What is required: In the data, extract each line that holds the string "defmt".
===== Extracted data
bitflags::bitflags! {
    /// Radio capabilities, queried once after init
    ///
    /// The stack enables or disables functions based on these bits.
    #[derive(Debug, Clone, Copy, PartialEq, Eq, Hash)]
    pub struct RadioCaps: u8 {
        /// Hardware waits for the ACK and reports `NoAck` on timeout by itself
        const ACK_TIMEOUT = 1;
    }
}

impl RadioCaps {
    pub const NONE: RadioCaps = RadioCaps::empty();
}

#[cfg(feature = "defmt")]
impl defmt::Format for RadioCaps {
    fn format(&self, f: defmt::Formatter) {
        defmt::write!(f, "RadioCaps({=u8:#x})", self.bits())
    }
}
==========
Completed exercise:
#[cfg(feature = "defmt")]
impl defmt::Format for RadioCaps {
    fn format(&self, f: defmt::Formatter) {
        defmt::write!(f, "RadioCaps({=u8:#x})", self.bits())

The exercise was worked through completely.